Il governo UK pubblica la prima “impronta verde” al mondo per decarbonizzare tutti i mezzi di trasporto entro il 2050.

Aria più pulita, comunità più sane e decine di migliaia di nuovi posti di lavoro verdi sono destinati a diventare realtà grazie al rivoluzionario piano di decarbonizzazione dei trasporti del Regno Unito annunciato dal Ministro dei Trasporti, Grant Shapps.

A pochi mesi dal vertice sul clima COP26, che il Regno Unito ospiterà in partnership con l’Italia, il piano fornisce una “impronta verde” leader a livello mondiale mirata a tagliare le emissioni da mari e cieli, strade e ferrovie, definendo un percorso credibile per l’intero settore dei trasporti per raggiungere l’obiettivo net zero entro il 2050.

Un trasporto più pulito creerà e sosterrà posti di lavoro altamente qualificati, con la sola produzione di veicoli stradali a zero emissioni che ha il potenziale di sostenere decine di migliaia di posti di lavoro che valgono fino a 9,7 miliardi di sterline.

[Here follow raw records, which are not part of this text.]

//! Server-rendered admin pages. Small HTML surface, so these are plain
//! string builders rather than a template engine.

use crate::database::models::{AttendanceRecord, SettingsMap};
use crate::utils::time::format_opt_time;

#[derive(Debug, Clone, Copy, PartialEq, Eq)]
pub enum Page {
    Settings,
    Timing,
    Tasks,
    Status,
    Data,
}

const STYLE: &str = r#"<style>
* { margin: 0; padding: 0; box-sizing: border-box; }
body { font-family: -apple-system, BlinkMacSystemFont, "Segoe UI", Roboto, sans-serif; background: #f5f6f7; }
.header { background: linear-gradient(135deg, #667eea 0%, #764ba2 100%); color: white; padding: 20px; }
.header h1 { font-size: 24px; }
.nav { background: white; padding: 15px 20px; border-bottom: 1px solid #e5e6e8; }
.nav a { color: #3370ff; text-decoration: none; margin-right: 20px; padding: 8px 16px; border-radius: 6px; }
.nav a:hover, .nav a.active { background: #f5f7ff; }
.container { max-width: 1200px; margin: 20px auto; padding: 0 20px; }
.card { background: white; border-radius: 12px; padding: 24px; margin-bottom: 20px; box-shadow: 0 2px 8px rgba(0,0,0,0.08); }
.card h2 { font-size: 18px; margin-bottom: 20px; color: #1f2329; }
.form-group { margin-bottom: 20px; }
.form-group label { display: block; margin-bottom: 8px; font-weight: 500; color: #1f2329; }
.form-group input, .form-group select, .form-group textarea { width: 100%; padding: 10px 14px; border: 1px solid #e5e6e8; border-radius: 8px; font-size: 14px; }
.form-group textarea { min-height: 100px; resize: vertical; }
.form-row { display: grid; grid-template-columns: repeat(3, 1fr); gap: 20px; }
.btn { padding: 10px 24px; background: #00b365; color: white; border: none; border-radius: 8px; font-size: 14px; cursor: pointer; }
.btn:hover { background: #009a55; }
.tag-input { display: flex; flex-wrap: wrap; gap: 8px; margin-top: 8px; }
.tag { display: inline-flex; align-items: center; padding: 6px 12px; background: #f0f1f3; border-radius: 16px; font-size: 13px; }
.tag .remove { margin-left: 8px; cursor: pointer; color: #ff4d4f; }
.tag-input input { flex: 1; min-width: 120px; }
.alert { padding: 12px 16px; background: #e8f9f0; color: #00b365; border-radius: 8px; margin-bottom: 20px; }
table { width: 100%; border-collapse: collapse; }
th, td { padding: 12px; text-align: left; border-bottom: 1px solid #f0f1f3; }
th { background: #f5f6f7; font-weight: 500; color: #5e6e82; }
</style>"#;

const TAG_EDITOR_SCRIPT: &str = r#"
function removeEntry(el, entry) {
    entries = entries.filter(e => e !== entry);
    document.getElementById('entriesInput').value = JSON.stringify(entries);
    el.parentElement.remove();
}

function addEntry(e) {
    if (e.key === 'Enter') {
        e.preventDefault();
        const entry = document.getElementById('newEntry').value.trim();
        if (entry && !entries.includes(entry)) {
            entries.push(entry);
            const span = document.createElement('span');
            span.className = 'tag';
            const remove = document.createElement('span');
            remove.className = 'remove';
            remove.textContent = '×';
            remove.onclick = function() { removeEntry(remove, entry); };
            span.textContent = entry;
            span.appendChild(remove);
            document.getElementById('newEntry').before(span);
            document.getElementById('entriesInput').value = JSON.stringify(entries);
            document.getElementById('newEntry').value = '';
        }
    }
}
"#;

fn escape(value: &str) -> String {
    value
        .replace('&', "&amp;")
        .replace('<', "&lt;")
        .replace('>', "&gt;")
        .replace('"', "&quot;")
        .replace('\'', "&#39;")
}

fn nav_link(href: &str, label: &str, active: bool) -> String {
    format!(
        r#"<a href="{}"{}>{}</a>"#,
        href,
        if active { r#" class="active""# } else { "" },
        label
    )
}

fn layout(page: Page, message: Option<&str>, body: &str) -> String {
    let mut html = String::new();
    html.push_str("<!DOCTYPE html>\n<html lang=\"zh-CN\">\n<head>\n");
    html.push_str("<meta charset=\"UTF-8\">\n");
    html.push_str("<meta name=\"viewport\" content=\"width=device-width, initial-scale=1.0\">\n");
    html.push_str("<title>考勤机器人管理后台</title>\n");
    html.push_str(STYLE);
    html.push_str("\n</head>\n<body>\n");
    html.push_str("<div class=\"header\"><h1>🚗 考勤机器人管理后台</h1></div>\n");
    html.push_str("<div class=\"nav\">\n");
    html.push_str(&nav_link("/", "基本设置", page == Page::Settings));
    html.push_str(&nav_link("/timing", "定时任务", page == Page::Timing));
    html.push_str(&nav_link("/tasks", "任务标签", page == Page::Tasks));
    html.push_str(&nav_link("/status", "考勤状态", page == Page::Status));
    html.push_str(&nav_link("/data", "考勤数据", page == Page::Data));
    html.push_str("\n</div>\n<div class=\"container\">\n");
    if let Some(message) = message {
        html.push_str(&format!("<div class=\"alert\">{}</div>\n", escape(message)));
    }
    html.push_str(body);
    html.push_str("\n</div>\n</body>\n</html>\n");
    html
}

fn text_input(label: &str, name: &str, value: &str, input_type: &str) -> String {
    format!(
        "<div class=\"form-group\"><label>{}</label><input type=\"{}\" name=\"{}\" value=\"{}\"></div>\n",
        label,
        input_type,
        name,
        escape(value)
    )
}

pub fn render_settings(settings: &SettingsMap, message: Option<&str>) -> String {
    let schedule_enabled = settings.flag("schedule_enabled", true);
    let (on_selected, off_selected) = if schedule_enabled {
        (" selected", "")
    } else {
        ("", " selected")
    };

    let mut body = String::new();
    body.push_str("<div class=\"card\"><h2>基本设置</h2>\n");
    body.push_str("<form method=\"post\" action=\"/settings/save\">\n");
    body.push_str(&text_input(
        "机器人名称",
        "bot_name",
        &settings.text("bot_name", "考勤小助手"),
        "text",
    ));
    body.push_str(&format!(
        "<div class=\"form-group\"><label>欢迎语</label><textarea name=\"welcome_message\">{}</textarea></div>\n",
        escape(&settings.text("welcome_message", ""))
    ));
    body.push_str(&text_input(
        "公司地址（用于定位签到）",
        "company_location",
        &settings.text("company_location", ""),
        "text",
    ));
    body.push_str("<div class=\"form-row\">\n");
    body.push_str(&text_input(
        "签到有效半径（米）",
        "checkin_radius",
        &settings.text("checkin_radius", "500"),
        "number",
    ));
    body.push_str(&format!(
        "<div class=\"form-group\"><label>开启定时任务</label><select name=\"schedule_enabled\"><option value=\"true\"{}>开启</option><option value=\"false\"{}>关闭</option></select></div>\n",
        on_selected, off_selected
    ));
    body.push_str("</div>\n");
    body.push_str("<button type=\"submit\" class=\"btn\">保存设置</button>\n</form></div>");

    layout(Page::Settings, message, &body)
}

pub fn render_timing(settings: &SettingsMap, message: Option<&str>) -> String {
    let field = |label: &str, name: &str, default: &str| {
        text_input(label, name, &settings.text(name, default), "time")
    };

    let mut body = String::new();
    body.push_str("<div class=\"card\"><h2>定时任务设置</h2>\n");
    body.push_str("<form method=\"post\" action=\"/timing/save\">\n");
    body.push_str("<div class=\"form-row\">\n");
    body.push_str(&field("早安签到提醒时间", "morning_time", "09:00"));
    body.push_str(&field("午间进度确认时间", "noon_time", "13:00"));
    body.push_str(&field("晚间签退提醒时间", "evening_time", "18:00"));
    body.push_str("</div>\n<div class=\"form-row\">\n");
    body.push_str(&field("日报发送时间", "report_time", "20:00"));
    body.push_str(&field("周报发送时间", "week_report_time", "18:00"));
    body.push_str(&field("月报发送时间", "month_report_time", "18:00"));
    body.push_str("</div>\n");
    body.push_str("<button type=\"submit\" class=\"btn\">保存时间设置</button>\n</form></div>");

    layout(Page::Timing, message, &body)
}

/// Shared tag-editor form used by both vocabulary pages.
fn render_tag_editor(
    page: Page,
    message: Option<&str>,
    heading: &str,
    label: &str,
    action: &str,
    field_name: &str,
    entries: &[String],
    submit_label: &str,
) -> String {
    let entries_json = serde_json::to_string(entries).unwrap_or_else(|_| "[]".to_string());

    let mut body = String::new();
    body.push_str(&format!("<div class=\"card\"><h2>{}</h2>\n", heading));
    body.push_str(&format!("<form method=\"post\" action=\"{}\">\n", action));
    body.push_str(&format!("<div class=\"form-group\"><label>{}</label>\n", label));
    body.push_str("<div class=\"tag-input\">\n");
    for entry in entries {
        body.push_str(&format!(
            "<span class=\"tag\">{}<span class=\"remove\" onclick=\"removeEntry(this, '{}')\">×</span></span>\n",
            escape(entry),
            escape(entry)
        ));
    }
    body.push_str(&format!(
        "<input type=\"hidden\" name=\"{}\" id=\"entriesInput\" value=\"{}\">\n",
        field_name,
        escape(&entries_json)
    ));
    body.push_str(
        "<input type=\"text\" id=\"newEntry\" placeholder=\"输入后按回车添加\" onkeypress=\"addEntry(event)\">\n",
    );
    body.push_str("</div></div>\n");
    body.push_str(&format!(
        "<button type=\"submit\" class=\"btn\">{}</button>\n</form></div>\n",
        submit_label
    ));
    body.push_str(&format!(
        "<script>\nlet entries = {};\n{}</script>",
        entries_json, TAG_EDITOR_SCRIPT
    ));

    layout(page, message, &body)
}

pub fn render_tasks(settings: &SettingsMap, message: Option<&str>) -> String {
    render_tag_editor(
        Page::Tasks,
        message,
        "任务标签管理",
        "当前任务标签（点击删除，或输入新标签添加）",
        "/tasks/save",
        "task_tags",
        &settings.list("task_tags"),
        "保存任务标签",
    )
}

pub fn render_status(settings: &SettingsMap, message: Option<&str>) -> String {
    render_tag_editor(
        Page::Status,
        message,
        "考勤状态管理",
        "考勤状态选项",
        "/status/save",
        "status_options",
        &settings.list("status_options"),
        "保存状态选项",
    )
}

pub fn render_data(records: &[AttendanceRecord]) -> String {
    let mut body = String::new();
    body.push_str("<div class=\"card\"><h2>考勤数据查看</h2>\n");
    body.push_str("<p style=\"color: #8f959e; margin-bottom: 20px;\">查看团队考勤记录</p>\n");
    body.push_str("<table>\n<thead><tr><th>日期</th><th>姓名</th><th>签到时间</th><th>签退时间</th><th>状态</th><th>完成度</th></tr></thead>\n<tbody>\n");
    for record in records {
        body.push_str(&format!(
            "<tr><td>{}</td><td>{}</td><td>{}</td><td>{}</td><td>{}</td><td>{}%</td></tr>\n",
            record.date,
            escape(&record.user_name),
            format_opt_time(record.check_in_time),
            format_opt_time(record.check_out_time),
            escape(record.morning_status.as_deref().unwrap_or("-")),
            record.completion
        ));
    }
    body.push_str("</tbody>\n</table>\n</div>");

    layout(Page::Data, None, &body)
}

#[cfg(test)]
mod tests {
    use super::*;

    fn settings(pairs: &[(&str, &str)]) -> SettingsMap {
        SettingsMap::from_rows(
            pairs
                .iter()
                .map(|(k, v)| (k.to_string(), v.to_string()))
                .collect(),
        )
    }

    #[test]
    fn settings_page_escapes_values() {
        let map = settings(&[("bot_name", "<script>alert(1)</script>")]);
        let html = render_settings(&map, None);
        assert!(!html.contains("<script>alert(1)</script>"));
        assert!(html.contains("&lt;script&gt;"));
    }

    #[test]
    fn nav_marks_the_active_page() {
        let map = settings(&[]);
        let html = render_timing(&map, Some("时间设置已保存！"));
        assert!(html.contains(r#"<a href="/timing" class="active">"#));
        assert!(html.contains("时间设置已保存"));
    }

    #[test]
    fn tag_editor_embeds_the_current_list() {
        let map = settings(&[("task_tags", r#"["视频剪辑","文案撰写"]"#)]);
        let html = render_tasks(&map, None);
        assert!(html.contains("视频剪辑"));
        assert!(html.contains("name=\"task_tags\""));
        assert!(html.contains("let entries ="));
    }
}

Come parte di questa visione, il governo britannico ha annunciato la sua intenzione di eliminare gradualmente la vendita di nuovi veicoli pesanti diesel e benzina (HGV) entro il 2040, in corso di consultazione, combinato con la data di eliminazione graduale del 2035 per le auto inquinanti e furgoni. Un impegno leader a livello mondiale per eliminare gradualmente tutti i veicoli stradali inquinanti entro i prossimi due decenni. La consultazione propone una data di eliminazione graduale nel 2035 per i veicoli che pesano da 3,5 a 26 tonnellate e nel 2040 per i veicoli che pesano più di 26 tonnellate – o prima se una transizione più veloce lo permetterà.

Con miliardi di sterline di investimenti già promessi, il piano di decarbonizzazione dei trasporti stabilisce anche come il governo migliorerà il trasporto pubblico e aumenterà il sostegno per i viaggi sostenibili, per renderli la prima scelta naturale – creando una rete ferroviaria netta zero entro il 2050; garantendo emissioni nette zero per l’aviazione nazionale entro il 2040; e guidando la transizione verso la navigazione marittima sostenibile.

Il Ministro dei Trasporti britannico Grant Shapps ha così commentato: «Il trasporto non è solo il modo in cui ci si sposta. È qualcosa che modella fondamentalmente le nostre città, villaggi e campagne, i nostri standard di vita e la nostra salute. Può plasmare tutte queste cose nel bene e nel male. La decarbonizzazione non è solo un processo tecnocratico. Si tratta di fare in modo che il trasporto migliori la qualità della vita e faccia crescere l’economia.

Non si tratta di impedire alle persone di fare qualcosa: si tratta di fare le stesse cose in modo diverso. Voleremo ancora per andare in vacanza, ma con aerei più efficienti, usando carburante sostenibile. Guideremo ancora auto, ma sempre di più con auto a zero emissioni.

Il piano di decarbonizzazione dei trasporti è solo l’inizio – avremo bisogno di sforzi continui e di collaborazione per realizzare i suoi ambiziosi impegni, che alla fine creeranno una crescita economica sostenibile attraverso comunità più sane man mano che torneremo a costruire più verdi».